Cora’s Granny has warned her about the elusive, shapeshifting Frindleswylde child but, even so, one day the mysterious frozen boy creeps into their cottage and steals the light.
Determined to win it back, Cora follows him to an icy underground kingdom where he traps her as his Snow Queen.
But when a warm memory inside her stirs, Cora demands to leave — only to be ordered to first complete three seemingly impossible tasks.
Imaginative, lyrical and haunting, this a wonderful battle of powers.
THE FIRE FOX by Alexandra Page Illustrated by Stef Murphy (Two Hoots £12.99, 32 pp)
THE FIRE FOX
by Alexandra Page Illustrated by Stef Murphy
(Two Hoots £12.99, 32 pp)
Another winter tale to warm the toes is this delightful story based on an Arctic Circle myth in Sami culture, about a fire fox whose fur scatters sparks that transform into the Northern Lights.
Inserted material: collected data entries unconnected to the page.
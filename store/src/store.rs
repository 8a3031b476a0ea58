//! The row store trait.

use nestset_core::{NodeKey, Value};

use crate::error::StoreResult;
use crate::row::Row;

/// A relational backend the engine can run statements against.
///
/// Statement text only ever contains engine-controlled identifiers; all data
/// travels through `params`, bound positionally to `?` placeholders.
pub trait RowStore {
    /// Open a transaction. Fails if one is already open.
    fn begin_transaction(&mut self) -> StoreResult<()>;

    /// Commit the open transaction and release any table locks.
    fn commit(&mut self) -> StoreResult<()>;

    /// Roll back the open transaction and release any table locks.
    fn rollback(&mut self) -> StoreResult<()>;

    /// Returns true while a transaction is open.
    fn in_transaction(&self) -> bool;

    /// Take the exclusive write lock on `table`. Re-locking a table this
    /// store already holds is a no-op.
    fn lock_table_exclusive(&mut self, table: &str) -> StoreResult<()>;

    /// Release every table lock held by this store.
    fn unlock_tables(&mut self) -> StoreResult<()>;

    /// Run a statement and return the number of affected rows.
    fn execute(&mut self, sql: &str, params: &[Value]) -> StoreResult<u64>;

    /// Run an insert and return the generated key.
    fn insert(&mut self, sql: &str, params: &[Value]) -> StoreResult<NodeKey>;

    /// Run a query and collect every row.
    fn query(&self, sql: &str, params: &[Value]) -> StoreResult<Vec<Row>>;

    /// Run a query and return its first row, if any.
    fn query_row(&self, sql: &str, params: &[Value]) -> StoreResult<Option<Row>> {
        Ok(self.query(sql, params)?.into_iter().next())
    }

    /// Run a query and return the first column of its first row.
    fn query_scalar(&self, sql: &str, params: &[Value]) -> StoreResult<Option<Value>> {
        Ok(self
            .query_row(sql, params)?
            .and_then(|row| row.value_at(0).cloned()))
    }
}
When Freya and her mum go to stay in a cabin her dad used to love, she feels lonely, scared and empty — clearly her father is no longer with them.
But in the woods she spots a white fox which invites her on a magical journey, painting the snowy hills a riot of colour and bringing back joy and laughter.
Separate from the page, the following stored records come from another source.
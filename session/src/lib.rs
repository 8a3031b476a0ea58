//! nestset Session
//!
//! One handle bundling a table's schema with the store it lives in.
//!
//! Responsibilities:
//! - Route writes to the mutation executor and reads to the query executor
//! - Open SQLite-backed tables from a path or a TOML schema document
//! - Offer node-relative conveniences (add a child or sibling to a node)

mod error;
mod session;

pub use error::{SessionError, SessionResult};
pub use session::NestedSet;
When the fox leaves, Freya returns to the cabin, but now she feels safe and loved and can snuggle up with her mum. A message of hope about rediscovering light in the darkness.
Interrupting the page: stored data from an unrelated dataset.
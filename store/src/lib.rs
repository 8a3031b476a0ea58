//! nestset Store
//!
//! The row store adapter the engine runs its statements through.
//!
//! Responsibilities:
//! - Execute parameterized statements and report affected rows
//! - Begin/commit/rollback transactions
//! - Acquire and release the exclusive table lock
//! - Hand back the last generated key after an insert
//!
//! # Module Structure
//!
//! - `store` - The `RowStore` trait every backend implements
//! - `sqlite` - SQLite backend on top of rusqlite
//! - `lock` - Process-wide per-table lock registry
//! - `row` - Result rows as ordered column/value lists
//! - `error` - Error types for store failures

mod error;
mod lock;
mod row;
mod sqlite;
mod store;

pub use error::{StoreError, StoreResult};
pub use lock::{TableGuard, TableLocks};
pub use row::Row;
pub use sqlite::SqliteStore;
pub use store::RowStore;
THE WORST SLEEPOVER IN THE WORLD by Sophie Dahl Illustrated by Luciano Lozano (Walker £12.99, 32 pp)
THE WORST SLEEPOVER IN THE WORLD
by Sophie Dahl Illustrated by Luciano Lozano
(Walker £12.99, 32 pp)
Ramona has been looking forward to her first sleepover with best friend Gracie and has planned exciting treats: building a den, dancing like divas and midnight feasts. But Gracie is far from a good guest — she hates the food, wants to sleep in a proper bed, tells scary stories and claims to feel ill.
Disappointed and fed-up, Ramona thinks their friendship is ruined, but wise, reassuring (and exhausted) Mum comes to the rescue.
This funny but tender look at children’s insecurities and why fear can manifest as difficult behaviour will resonate with sleepover-weary parents as much as with children.